- _Task goal_
Where does the word "slice" appear in the entries below? Copy each line that holds it.

┌──

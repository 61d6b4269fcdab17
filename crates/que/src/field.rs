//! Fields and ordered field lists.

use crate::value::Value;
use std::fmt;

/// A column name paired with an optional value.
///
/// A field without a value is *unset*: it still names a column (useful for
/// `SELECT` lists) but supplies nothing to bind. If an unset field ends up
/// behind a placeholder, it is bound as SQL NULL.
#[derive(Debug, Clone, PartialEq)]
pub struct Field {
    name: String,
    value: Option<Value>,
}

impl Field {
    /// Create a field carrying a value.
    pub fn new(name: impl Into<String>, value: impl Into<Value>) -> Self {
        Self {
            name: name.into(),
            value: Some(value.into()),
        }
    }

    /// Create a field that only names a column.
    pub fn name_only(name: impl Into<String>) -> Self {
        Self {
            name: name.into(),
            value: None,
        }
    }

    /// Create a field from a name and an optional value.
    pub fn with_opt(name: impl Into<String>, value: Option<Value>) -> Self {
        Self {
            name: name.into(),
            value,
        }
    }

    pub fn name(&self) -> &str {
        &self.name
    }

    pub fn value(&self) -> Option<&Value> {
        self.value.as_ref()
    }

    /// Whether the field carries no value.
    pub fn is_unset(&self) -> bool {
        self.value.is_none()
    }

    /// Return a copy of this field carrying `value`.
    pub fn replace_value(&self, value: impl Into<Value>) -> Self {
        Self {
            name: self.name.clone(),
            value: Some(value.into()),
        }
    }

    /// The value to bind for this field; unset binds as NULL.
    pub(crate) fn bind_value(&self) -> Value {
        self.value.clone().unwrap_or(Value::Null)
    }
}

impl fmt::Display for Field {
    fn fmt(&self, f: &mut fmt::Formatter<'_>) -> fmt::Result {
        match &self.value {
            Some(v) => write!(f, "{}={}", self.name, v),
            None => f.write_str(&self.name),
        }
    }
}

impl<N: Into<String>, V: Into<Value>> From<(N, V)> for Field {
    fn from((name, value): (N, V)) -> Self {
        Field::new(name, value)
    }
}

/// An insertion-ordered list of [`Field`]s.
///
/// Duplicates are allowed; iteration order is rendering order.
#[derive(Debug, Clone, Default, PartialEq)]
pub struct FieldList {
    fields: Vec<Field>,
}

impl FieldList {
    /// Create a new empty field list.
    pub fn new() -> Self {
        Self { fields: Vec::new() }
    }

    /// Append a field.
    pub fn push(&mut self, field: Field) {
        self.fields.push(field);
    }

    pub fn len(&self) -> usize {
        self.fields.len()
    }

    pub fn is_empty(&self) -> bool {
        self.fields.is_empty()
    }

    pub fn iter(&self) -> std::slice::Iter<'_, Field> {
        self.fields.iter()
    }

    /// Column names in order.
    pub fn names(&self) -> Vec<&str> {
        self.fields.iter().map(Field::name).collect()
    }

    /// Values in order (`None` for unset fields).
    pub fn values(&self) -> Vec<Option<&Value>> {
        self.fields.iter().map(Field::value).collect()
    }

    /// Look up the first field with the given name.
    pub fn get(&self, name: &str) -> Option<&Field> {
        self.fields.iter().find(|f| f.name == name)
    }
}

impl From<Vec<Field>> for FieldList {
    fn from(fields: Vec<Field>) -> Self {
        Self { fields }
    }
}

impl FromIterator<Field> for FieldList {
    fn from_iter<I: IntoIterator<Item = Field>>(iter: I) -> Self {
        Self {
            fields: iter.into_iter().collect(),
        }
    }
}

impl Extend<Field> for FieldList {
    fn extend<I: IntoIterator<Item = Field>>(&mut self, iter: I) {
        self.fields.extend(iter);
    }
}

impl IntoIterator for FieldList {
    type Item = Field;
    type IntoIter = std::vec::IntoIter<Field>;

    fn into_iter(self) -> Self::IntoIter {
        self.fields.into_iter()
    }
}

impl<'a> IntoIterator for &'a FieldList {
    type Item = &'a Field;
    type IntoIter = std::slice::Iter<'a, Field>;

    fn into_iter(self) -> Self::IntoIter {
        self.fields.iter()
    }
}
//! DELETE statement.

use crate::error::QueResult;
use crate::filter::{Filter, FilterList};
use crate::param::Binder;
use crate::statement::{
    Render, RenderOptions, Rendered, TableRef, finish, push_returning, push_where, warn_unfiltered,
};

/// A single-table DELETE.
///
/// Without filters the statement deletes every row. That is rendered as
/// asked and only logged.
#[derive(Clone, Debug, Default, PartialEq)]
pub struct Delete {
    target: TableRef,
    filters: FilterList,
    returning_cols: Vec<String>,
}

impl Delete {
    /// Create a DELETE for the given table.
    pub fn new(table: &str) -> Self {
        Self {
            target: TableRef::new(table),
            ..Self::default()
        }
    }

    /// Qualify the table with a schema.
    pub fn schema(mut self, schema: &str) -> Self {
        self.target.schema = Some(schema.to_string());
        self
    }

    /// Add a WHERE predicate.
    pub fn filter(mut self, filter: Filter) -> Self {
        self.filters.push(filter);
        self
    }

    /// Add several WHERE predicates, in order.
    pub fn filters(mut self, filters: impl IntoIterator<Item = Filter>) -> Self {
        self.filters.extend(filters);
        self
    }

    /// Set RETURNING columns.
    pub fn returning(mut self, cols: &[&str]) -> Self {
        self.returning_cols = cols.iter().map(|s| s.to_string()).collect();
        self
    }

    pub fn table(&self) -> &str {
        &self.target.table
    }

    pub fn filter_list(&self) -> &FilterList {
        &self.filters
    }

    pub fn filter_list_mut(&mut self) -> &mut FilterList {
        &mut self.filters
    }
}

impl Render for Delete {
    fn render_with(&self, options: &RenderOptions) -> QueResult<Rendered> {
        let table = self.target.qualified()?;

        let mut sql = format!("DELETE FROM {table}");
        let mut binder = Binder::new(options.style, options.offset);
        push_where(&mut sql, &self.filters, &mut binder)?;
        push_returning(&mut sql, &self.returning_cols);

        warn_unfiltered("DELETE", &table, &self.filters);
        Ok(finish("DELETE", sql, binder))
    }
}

└──

- _Response to the task_
    pub fn iter(&self) -> std::slice::Iter<'_, Field> {
    type IntoIter = std::slice::Iter<'a, Field>;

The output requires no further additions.